Si hicieron tales comentarios fue porque tenían aviso de que la bisabuela de las doncellas les buscaba marido y, aunque nadie viera apenas nada en aquellas apreturas, Dios bendiga el matrimonio de los señores príncipes, los nobles de Castilla imaginaron el brazo manco de las marquesitas y hasta la rojez que llevaban cinco dedos arriba del lugar donde se asienta la muñeca, producida, según dicho que andaba de boca en boca, por un perro que de una mordida les había arrancado las manos de cuajo y se las había comido. Que no pudo ser de otro modo, pues que, según decires, nacieron con los brazos sangrantes y las extremidades no aparecieron, pese a que las parteras buscaron tanto en el vientre de la desdichada madre, que falleció del disgusto a las pocas horas de alumbrar, como por la casa toda, donde los sirvientes miraron hasta en las letrinas. Y, aunque ver vieron poco, imaginar fue suficiente pues se adujeron lo que cualquier persona con dos dedos de seso hubiera dicho ante un hecho semejante: que aquello era negocio del diablo.
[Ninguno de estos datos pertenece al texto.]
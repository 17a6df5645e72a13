//! End-to-end crawls against a mock listing site

use crate::support::{item_html, item_url, mount_item, mount_listing, test_config};
use listing_harvest::config::FetchStrategyKind;
use listing_harvest::crawler::crawl;
use listing_harvest::storage::{
    open_storage, DiscoveryCache, ImageStatus, RecordRepository, SessionStore,
};
use listing_harvest::{ErrorKind, SessionStatus, UrlOutcome};
use std::collections::HashMap;
use std::path::Path;
use tempfile::TempDir;
use tokio::sync::watch;
use wiremock::matchers::{method, path};
use wiremock::{Mock, MockServer, ResponseTemplate};

#[tokio::test]
async fn test_pooled_crawl_stores_records_images_and_failures() {
    let server = MockServer::start().await;
    let dir = TempDir::new().unwrap();

    mount_listing(&server, 1, &[1, 2, 3], true).await;
    mount_listing(&server, 2, &[4, 5], false).await;

    Mock::given(method("GET"))
        .and(path("/item/1"))
        .respond_with(
            ResponseTemplate::new(200)
                .set_body_string(item_html(1, true))
                .insert_header("content-type", "text/html"),
        )
        .mount(&server)
        .await;
    Mock::given(method("GET"))
        .and(path("/img/1.png"))
        .respond_with(
            ResponseTemplate::new(200)
                .set_body_bytes(vec![0x89, b'P', b'N', b'G'])
                .insert_header("content-type", "image/png"),
        )
        .mount(&server)
        .await;
    mount_item(&server, 2).await;
    mount_item(&server, 3).await;
    Mock::given(method("GET"))
        .and(path("/item/4"))
        .respond_with(ResponseTemplate::new(403))
        .expect(1)
        .mount(&server)
        .await;
    Mock::given(method("GET"))
        .and(path("/item/5"))
        .respond_with(
            ResponseTemplate::new(200)
                .set_body_string("<html><body><p>Please verify you are human</p></body></html>")
                .insert_header("content-type", "text/html"),
        )
        .expect(1)
        .mount(&server)
        .await;

    let mut config = test_config(&server, &dir);
    config.crawl.download_images = true;
    let db_path = config.output.database_path.clone();
    let (_tx, rx) = watch::channel(false);

    let summary = crawl(config, "integration-hash", rx).await.unwrap();

    assert_eq!(summary.status, SessionStatus::Completed);
    assert_eq!(summary.pages_walked, 2);
    assert_eq!(summary.counters.found, 5);
    assert_eq!(summary.counters.new, 3);
    assert_eq!(summary.counters.failed, 2);
    assert_eq!(summary.counters.images_ok, 1);
    assert_eq!(summary.counters.images_failed, 0);

    let storage = open_storage(Path::new(&db_path)).unwrap();
    let stats = storage.get_stats("lisbon").unwrap();
    assert_eq!(stats.total, 5);
    assert_eq!(stats.processed, 5);
    assert_eq!(stats.successful, 3);
    assert_eq!(stats.last_page_seen, 2);
    assert_eq!(storage.count_records("lisbon").unwrap(), 3);

    let record = storage.find_by_id("1").unwrap().unwrap();
    assert_eq!(record.title, "Flat 1");
    assert_eq!(record.url, item_url(&server, 1));
    assert_eq!(record.fields.get("price").map(String::as_str), Some("100 EUR"));
    assert_eq!(record.image_urls, vec![format!("{}/img/1.png", server.uri())]);

    let images = storage.get_images("1").unwrap();
    assert_eq!(images.len(), 1);
    assert_eq!(images[0].status, ImageStatus::Downloaded);
    let local = images[0].local_path.as_deref().unwrap();
    assert_eq!(std::fs::read(local).unwrap(), vec![0x89, b'P', b'N', b'G']);

    let forbidden = storage
        .get_discovered_url(&item_url(&server, 4))
        .unwrap()
        .unwrap();
    assert_eq!(forbidden.outcome, UrlOutcome::Failure);

    let kinds: HashMap<ErrorKind, u64> = storage
        .error_summary(summary.session_id)
        .unwrap()
        .into_iter()
        .collect();
    assert_eq!(kinds.get(&ErrorKind::HttpTerminal), Some(&1));
    assert_eq!(kinds.get(&ErrorKind::Challenged), Some(&1));

    let session = storage.get_session(summary.session_id).unwrap();
    assert_eq!(session.status, SessionStatus::Completed);
    assert_eq!(session.config_hash, "integration-hash");
    assert_eq!(session.counters, summary.counters);
    assert!(session.ended_at.is_some());
}

#[tokio::test]
async fn test_isolated_crawl_recovers_from_transient_error() {
    let server = MockServer::start().await;
    let dir = TempDir::new().unwrap();

    // No next control on the first page, so discovery stops there
    mount_listing(&server, 1, &[1, 2], false).await;

    Mock::given(method("GET"))
        .and(path("/item/1"))
        .respond_with(ResponseTemplate::new(503))
        .up_to_n_times(1)
        .expect(1)
        .mount(&server)
        .await;
    mount_item(&server, 1).await;
    mount_item(&server, 2).await;

    let mut config = test_config(&server, &dir);
    config.fetch.strategy = FetchStrategyKind::Isolated;
    let db_path = config.output.database_path.clone();
    let (_tx, rx) = watch::channel(false);

    let summary = crawl(config, "integration-hash", rx).await.unwrap();

    assert_eq!(summary.status, SessionStatus::Completed);
    assert_eq!(summary.pages_walked, 1);
    assert_eq!(summary.counters.found, 2);
    assert_eq!(summary.counters.new, 2);
    assert_eq!(summary.counters.failed, 0);

    let storage = open_storage(Path::new(&db_path)).unwrap();
    assert_eq!(storage.count_records("lisbon").unwrap(), 2);
    assert_eq!(storage.get_stats("lisbon").unwrap().last_page_seen, 1);
}

#[tokio::test]
async fn test_challenge_cleared_by_solving_service() {
    let server = MockServer::start().await;
    let solver = MockServer::start().await;
    let dir = TempDir::new().unwrap();

    mount_listing(&server, 1, &[1], false).await;

    Mock::given(method("GET"))
        .and(path("/item/1"))
        .respond_with(
            ResponseTemplate::new(200)
                .set_body_string("<html><body><div>verify you are human</div></body></html>")
                .insert_header("content-type", "text/html"),
        )
        .up_to_n_times(1)
        .expect(1)
        .mount(&server)
        .await;
    mount_item(&server, 1).await;

    Mock::given(method("POST"))
        .and(path("/tasks"))
        .respond_with(ResponseTemplate::new(200).set_body_json(serde_json::json!({
            "task_id": "t-1"
        })))
        .expect(1)
        .mount(&solver)
        .await;
    Mock::given(method("GET"))
        .and(path("/tasks/t-1"))
        .respond_with(ResponseTemplate::new(200).set_body_json(serde_json::json!({
            "status": "ready",
            "solved": true
        })))
        .mount(&solver)
        .await;

    let mut config = test_config(&server, &dir);
    config.challenge.solver_endpoint = Some(solver.uri());
    config.challenge.solver_poll_interval_ms = 10;
    let db_path = config.output.database_path.clone();
    let (_tx, rx) = watch::channel(false);

    let summary = crawl(config, "integration-hash", rx).await.unwrap();

    assert_eq!(summary.status, SessionStatus::Completed);
    assert_eq!(summary.counters.new, 1);
    assert_eq!(summary.counters.failed, 0);

    let storage = open_storage(Path::new(&db_path)).unwrap();
    let record = storage.find_by_id("1").unwrap().unwrap();
    assert_eq!(record.title, "Flat 1");
}

#[tokio::test]
async fn test_crawl_fails_to_start_on_unwritable_database() {
    let server = MockServer::start().await;
    let dir = TempDir::new().unwrap();

    let mut config = test_config(&server, &dir);
    config.output.database_path = dir
        .path()
        .join("missing")
        .join("nested")
        .join("crawl.db")
        .display()
        .to_string();
    let (_tx, rx) = watch::channel(false);

    assert!(crawl(config, "integration-hash", rx).await.is_err());
}
//! Markdown report generation
//!
//! Writes a human-readable report of one crawl session together with the
//! state of its collection's discovery cache.

use crate::crawler::CrawlSummary;
use crate::output::stats::CrawlStatistics;
use crate::output::summary::success_rate;
use std::fs::File;
use std::io::Write;
use std::path::Path;

/// Writes the markdown report of a session
///
/// # Arguments
///
/// * `summary` - Summary returned by the coordinator
/// * `stats` - Statistics loaded after the run
/// * `output_path` - Path where the markdown file should be written
pub fn generate_markdown_report(
    summary: &CrawlSummary,
    stats: &CrawlStatistics,
    output_path: &Path,
) -> std::io::Result<()> {
    let markdown = format_markdown_report(summary, stats);

    let mut file = File::create(output_path)?;
    file.write_all(markdown.as_bytes())?;

    Ok(())
}

/// Formats a session report as markdown
pub fn format_markdown_report(summary: &CrawlSummary, stats: &CrawlStatistics) -> String {
    let counters = &summary.counters;
    let cache = &stats.cache;
    let mut md = String::new();

    md.push_str(&format!("# Crawl Report: {}\n\n", summary.collection_key));

    md.push_str("## Session\n\n");
    md.push_str(&format!("- **Session ID**: {}\n", summary.session_id));
    md.push_str(&format!("- **Status**: {}\n", summary.status.to_db_string()));
    md.push_str(&format!(
        "- **Duration**: {:.0} seconds ({:.2} minutes)\n",
        summary.elapsed.as_secs_f64(),
        summary.elapsed.as_secs_f64() / 60.0
    ));
    if let Some(message) = &summary.error_message {
        md.push_str(&format!("- **Error**: {}\n", message));
    }
    md.push('\n');

    md.push_str("## Items\n\n");
    md.push_str("| Outcome | Count |\n");
    md.push_str("|---------|-------|\n");
    md.push_str(&format!("| Taken | {} |\n", counters.found));
    md.push_str(&format!("| New | {} |\n", counters.new));
    md.push_str(&format!("| Updated | {} |\n", counters.updated));
    md.push_str(&format!("| Failed | {} |\n", counters.failed));
    md.push_str(&format!("| Images downloaded | {} |\n", counters.images_ok));
    md.push_str(&format!("| Images failed | {} |\n\n", counters.images_failed));
    md.push_str(&format!(
        "- **Success Rate**: {:.2}%\n\n",
        success_rate(summary)
    ));

    md.push_str("## Discovery Cache\n\n");
    md.push_str(&format!("- **Listing pages walked this run**: {}\n", summary.pages_walked));
    md.push_str(&format!("- **Listing pages failed this run**: {}\n", counters.pages_failed));
    md.push_str(&format!("- **Last listing page cached**: {}\n", cache.last_page_seen));
    md.push_str(&format!("- **URLs cached**: {}\n", cache.total));
    md.push_str(&format!("- **Processed**: {}\n", cache.processed));
    md.push_str(&format!("- **Pending**: {}\n", cache.pending()));
    md.push_str(&format!("- **Records stored**: {}\n\n", stats.records));

    if !stats.last_session_errors.is_empty() {
        md.push_str("## Errors\n\n");
        md.push_str("| Kind | Count |\n");
        md.push_str("|------|-------|\n");
        for (kind, count) in &stats.last_session_errors {
            md.push_str(&format!("| {} | {} |\n", kind, count));
        }
        md.push('\n');
    }

    md
}
//! Randomness used for delays and human-like pacing
//!
//! Every randomized wait in the crawler draws from a `JitterSource`, so tests
//! can swap the thread RNG for a fixed sequence.

use rand::Rng;
use std::sync::atomic::{AtomicUsize, Ordering};
use std::time::Duration;

/// Source of random values for delays
pub trait JitterSource: Send + Sync {
    /// Returns a value in `min..=max`
    ///
    /// When `min >= max`, returns `min`.
    fn sample(&self, min: u64, max: u64) -> u64;

    /// Samples a duration in milliseconds from `min_ms..=max_ms`
    fn duration_ms(&self, min_ms: u64, max_ms: u64) -> Duration {
        Duration::from_millis(self.sample(min_ms, max_ms))
    }
}

/// Jitter backed by the thread-local RNG
#[derive(Debug, Clone, Copy, Default)]
pub struct RandomJitter;

impl JitterSource for RandomJitter {
    fn sample(&self, min: u64, max: u64) -> u64 {
        if min >= max {
            return min;
        }
        rand::thread_rng().gen_range(min..=max)
    }
}

/// Deterministic jitter cycling through a fixed list of offsets
///
/// Each value is added to `min` and clamped to `max`.
#[derive(Debug)]
pub struct SequenceJitter {
    offsets: Vec<u64>,
    next: AtomicUsize,
}

impl SequenceJitter {
    pub fn new(offsets: Vec<u64>) -> Self {
        Self {
            offsets,
            next: AtomicUsize::new(0),
        }
    }

    /// Always returns the lower bound
    pub fn zero() -> Self {
        Self::new(vec![0])
    }
}

impl JitterSource for SequenceJitter {
    fn sample(&self, min: u64, max: u64) -> u64 {
        if min >= max || self.offsets.is_empty() {
            return min;
        }
        let idx = self.next.fetch_add(1, Ordering::Relaxed) % self.offsets.len();
        min.saturating_add(self.offsets[idx]).min(max)
    }
}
Y lo fuera o no lo fuera, los títulos de Castilla respondieron uno a uno al señor obispo de Ávila que, lamentándolo, no tenían mozos en edad casadera ni sin comprometer, aunque los tuvieren, rechazando los muchos millones de maravedís que componían la hacienda de las doncellas y desechando el negocio, por lo del diablo. Y eso pese a que feas no eran, pese a que la más menuda, de nombre Juana, tenía unos ojos muy parleros y hermosos que miraban el mundo con grande inocencia y candor, y la otra, llamada Leonor, la grandota, aun sin ser bella, tenía buen aire y agradable sonrisa.

Tal vez lo quiso el Señor de ese modo, porque una familia tras otra: los Enríquez, Mendoza, Manrique, Haro, Medina Sidonia, Pimentel, Stúñiga, etcétera, fueron respondiendo que no a las proposiciones del clérigo que actuaba por cuenta de la bisabuela de las doncellas, una dama de nombre doña Gracia, desconocida para casi todos, de oscuro pasado quizá, pues había residido la mayor parte de su vida en la ciudad italiana de Milán. Tras fallecer su primer marido don Pedro, que había servido fielmente de embajador en aquellas latitudes al rey don Enrique, el Doliente, y luego al rey don Juan, la viuda no había regresado a Castilla a profesar en un convento para llorar a su esposo muerto, sino que habíase casado en segundas nupcias con un capitán lombardo condottiere por más señas, y con él había holgado más de veinte años, al parecer, porque todo se sabía según decires o maldecires…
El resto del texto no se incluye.